Community medicine learning - medical student’s perspective

Angeline Grace G., Gopalakrishnan S., Umadevi R.


Background: The goal of teaching Community Medicine in undergraduate medical curriculum is to ensure that medical graduates acquire competencies needed to solve common health problems of the community. This study aims to determine the perceptions of medical students in learning Community Medicine as part of their MBBS curriculum and to assess their preference of the subject for post-graduate studies.

Methods: This study was conducted among third year MBBS students of a private Medical College. Universal sampling method was adopted and data was collected using a pre-tested, self-administered questionnaire. A three-point Likert scale was used to assess the perceptions of the medical students in learning Community Medicine. Data analysis was done using SPSS version 16.0.

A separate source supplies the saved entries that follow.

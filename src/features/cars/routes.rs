use std::sync::Arc;

use axum::{routing::get, Router};

use crate::features::cars::handlers;
use crate::features::cars::services::CarService;

/// Create routes for the garage
pub fn routes(service: Arc<CarService>) -> Router {
    Router::new()
        .route(
            "/api/cars",
            get(handlers::list_cars).post(handlers::create_car),
        )
        .route(
            "/api/cars/{car_id}",
            get(handlers::get_car)
                .patch(handlers::update_car)
                .delete(handlers::delete_car),
        )
        .with_state(service)
}
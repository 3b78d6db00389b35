pub mod car_mod_service;

pub use car_mod_service::CarModService;
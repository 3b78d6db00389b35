use async_trait::async_trait;
use chrono::{DateTime, Utc};
use sqlx::PgPool;

use crate::core::database::handle_db_error;
use crate::core::error::Result;
use crate::features::car_mods::models::CarModEntry;

/// Persistence boundary for the per-car mod ledger
#[async_trait]
pub trait CarModRepository: Send + Sync {
    async fn list_for_car(&self, car_id: &str) -> Result<Vec<CarModEntry>>;

    async fn get(&self, car_id: &str, mod_id: &str) -> Result<Option<CarModEntry>>;

    /// Insert, or overwrite the row already holding `(car_id, mod_id)`.
    ///
    /// An existing row keeps its `id` and `created_at`.
    async fn upsert(&self, entry: &CarModEntry) -> Result<CarModEntry>;

    /// Stamp `completed` as the completion time in one write.
    ///
    /// A new row is created from `car_id`, `mod_id`, `notes` and `new_id`.
    /// An existing row keeps its notes unless `notes` is given.
    async fn complete(
        &self,
        car_id: &str,
        mod_id: &str,
        new_id: &str,
        notes: Option<&str>,
        completed: DateTime<Utc>,
    ) -> Result<CarModEntry>;

    /// Returns false when there is no row for the pair
    async fn delete(&self, car_id: &str, mod_id: &str) -> Result<bool>;
}

const CAR_MOD_COLUMNS: &str = "id, car_id, mod_id, completed_at, notes, created_at, updated_at";

pub struct PgCarModRepository {
    pool: PgPool,
}

impl PgCarModRepository {
    pub fn new(pool: PgPool) -> Self {
        Self { pool }
    }
}

#[async_trait]
impl CarModRepository for PgCarModRepository {
    async fn list_for_car(&self, car_id: &str) -> Result<Vec<CarModEntry>> {
        let query = format!(
            "SELECT {} FROM car_mods WHERE car_id = $1 ORDER BY created_at, id",
            CAR_MOD_COLUMNS
        );
        sqlx::query_as::<_, CarModEntry>(&query)
            .bind(car_id)
            .fetch_all(&self.pool)
            .await
            .map_err(|e| handle_db_error(e, "Car mod ledger"))
    }

    async fn get(&self, car_id: &str, mod_id: &str) -> Result<Option<CarModEntry>> {
        let query = format!(
            "SELECT {} FROM car_mods WHERE car_id = $1 AND mod_id = $2",
            CAR_MOD_COLUMNS
        );
        sqlx::query_as::<_, CarModEntry>(&query)
            .bind(car_id)
            .bind(mod_id)
            .fetch_optional(&self.pool)
            .await
            .map_err(|e| handle_db_error(e, "Car mod"))
    }

    async fn upsert(&self, entry: &CarModEntry) -> Result<CarModEntry> {
        let query = format!(
            r#"
            INSERT INTO car_mods (id, car_id, mod_id, completed_at, notes, created_at, updated_at)
            VALUES ($1, $2, $3, $4, $5, $6, $7)
            ON CONFLICT (car_id, mod_id) DO UPDATE
            SET completed_at = EXCLUDED.completed_at,
                notes = EXCLUDED.notes,
                updated_at = EXCLUDED.updated_at
            RETURNING {}
            "#,
            CAR_MOD_COLUMNS
        );
        sqlx::query_as::<_, CarModEntry>(&query)
            .bind(&entry.id)
            .bind(&entry.car_id)
            .bind(&entry.mod_id)
            .bind(entry.completed_at)
            .bind(&entry.notes)
            .bind(entry.created_at)
            .bind(entry.updated_at)
            .fetch_one(&self.pool)
            .await
            .map_err(|e| handle_db_error(e, "Car mod"))
    }

    async fn complete(
        &self,
        car_id: &str,
        mod_id: &str,
        new_id: &str,
        notes: Option<&str>,
        completed: DateTime<Utc>,
    ) -> Result<CarModEntry> {
        let query = format!(
            r#"
            INSERT INTO car_mods (id, car_id, mod_id, completed_at, notes, created_at, updated_at)
            VALUES ($1, $2, $3, $4, $5, $4, NULL)
            ON CONFLICT (car_id, mod_id) DO UPDATE
            SET completed_at = EXCLUDED.completed_at,
                notes = COALESCE(EXCLUDED.notes, car_mods.notes),
                updated_at = EXCLUDED.completed_at
            RETURNING {}
            "#,
            CAR_MOD_COLUMNS
        );
        sqlx::query_as::<_, CarModEntry>(&query)
            .bind(new_id)
            .bind(car_id)
            .bind(mod_id)
            .bind(completed)
            .bind(notes)
            .fetch_one(&self.pool)
            .await
            .map_err(|e| handle_db_error(e, "Car mod"))
    }

    async fn delete(&self, car_id: &str, mod_id: &str) -> Result<bool> {
        let result = sqlx::query("DELETE FROM car_mods WHERE car_id = $1 AND mod_id = $2")
            .bind(car_id)
            .bind(mod_id)
            .execute(&self.pool)
            .await
            .map_err(|e| handle_db_error(e, "Car mod"))?;

        Ok(result.rows_affected() > 0)
    }
}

Results: Out of 183 students, 166 students participated in the study of which 42.8% were males and 57.2% were females. Nearly 89% of students agreed that learning community medicine during MBBS is very essential. About 83.7% felt more field visits or practical assignments need to be added to the curriculum to enhance students’ interest in the subject. Community medicine was preferred for post-graduation by only 12% of students. Interest in clinical specialties, limited career growth and less social recognition was the main reasons quoted by the students for not choosing the specialty for post-graduation.

Conclusions: Learning Community Medicine is essential to produce community oriented primary health care physicians. Community Medicine as a future career option was found to be limited among the medical students. More exposure is needed on the wide career opportunities available after post-graduation. Community Medicine learning should be made more interesting, highlighting its importance in public health, primary health care & family medicine services.